■ **What is being asked**: Every line below between the one holding "pub fn deactivate_timeout(mut" and the one holding "Resolved worker count.", inclusive, should be copied exactly, and no other line.

Data section below:

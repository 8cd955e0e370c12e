//! Host configuration

use serde::{Deserialize, Serialize};
use std::time::Duration;

/// Settings for a [`PluginHost`](crate::PluginHost).
///
/// The identity strings are what the plugin sees in the host descriptor.
/// Fields missing from a serialized config take their [`Default`] values.
#[derive(Debug, Clone, Serialize, Deserialize)]
#[serde(default)]
pub struct HostConfig {
    pub name: String,
    pub vendor: String,
    pub url: String,
    pub version: String,

    /// Worker count for plugin thread-pool requests. `0` uses the number of
    /// available cores.
    pub thread_pool_size: usize,

    /// Pass the plugin-supplied cookie along with parameter events.
    pub provide_param_cookies: bool,

    /// How long `deactivate()` waits for the audio thread to hand the
    /// plugin back.
    pub deactivate_timeout_ms: u64,

    /// Preallocated capacity of each per-block event list.
    pub event_capacity: usize,
}

impl Default for HostConfig {
    fn default() -> Self {
        Self {
            name: "Tenuto".to_string(),
            vendor: "Tenuto Project".to_string(),
            url: "https://github.com/PoHsuanLai/Tenuto".to_string(),
            version: env!("CARGO_PKG_VERSION").to_string(),
            thread_pool_size: 0,
            provide_param_cookies: true,
            deactivate_timeout_ms: 1000,
            event_capacity: 1024,
        }
    }
}

impl HostConfig {
    pub fn name(mut self, name: impl Into<String>) -> Self {
        self.name = name.into();
        self
    }

    pub fn vendor(mut self, vendor: impl Into<String>) -> Self {
        self.vendor = vendor.into();
        self
    }

    pub fn url(mut self, url: impl Into<String>) -> Self {
        self.url = url.into();
        self
    }

    pub fn version(mut self, version: impl Into<String>) -> Self {
        self.version = version.into();
        self
    }

    pub fn thread_pool_size(mut self, size: usize) -> Self {
        self.thread_pool_size = size;
        self
    }

    pub fn provide_param_cookies(mut self, provide: bool) -> Self {
        self.provide_param_cookies = provide;
        self
    }

    pub fn deactivate_timeout(mut self, timeout: Duration) -> Self {
        self.deactivate_timeout_ms = timeout.as_millis() as u64;
        self
    }

    pub fn event_capacity(mut self, capacity: usize) -> Self {
        self.event_capacity = capacity;
        self
    }

    /// Resolved worker count.
    pub fn worker_count(&self) -> usize {
        if self.thread_pool_size > 0 {
            return self.thread_pool_size;
        }
        std::thread::available_parallelism()
            .map(|n| n.get())
            .unwrap_or(1)
    }

    pub fn deactivate_timeout_duration(&self) -> Duration {
        Duration::from_millis(self.deactivate_timeout_ms)
    }
}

End of Data section.

■ **Your response**:
    pub fn deactivate_timeout(mut self, timeout: Duration) -> Self {
        self.deactivate_timeout_ms = timeout.as_millis() as u64;
        self
    }

    pub fn event_capacity(mut self, capacity: usize) -> Self {
        self.event_capacity = capacity;
        self
    }

    /// Resolved worker count.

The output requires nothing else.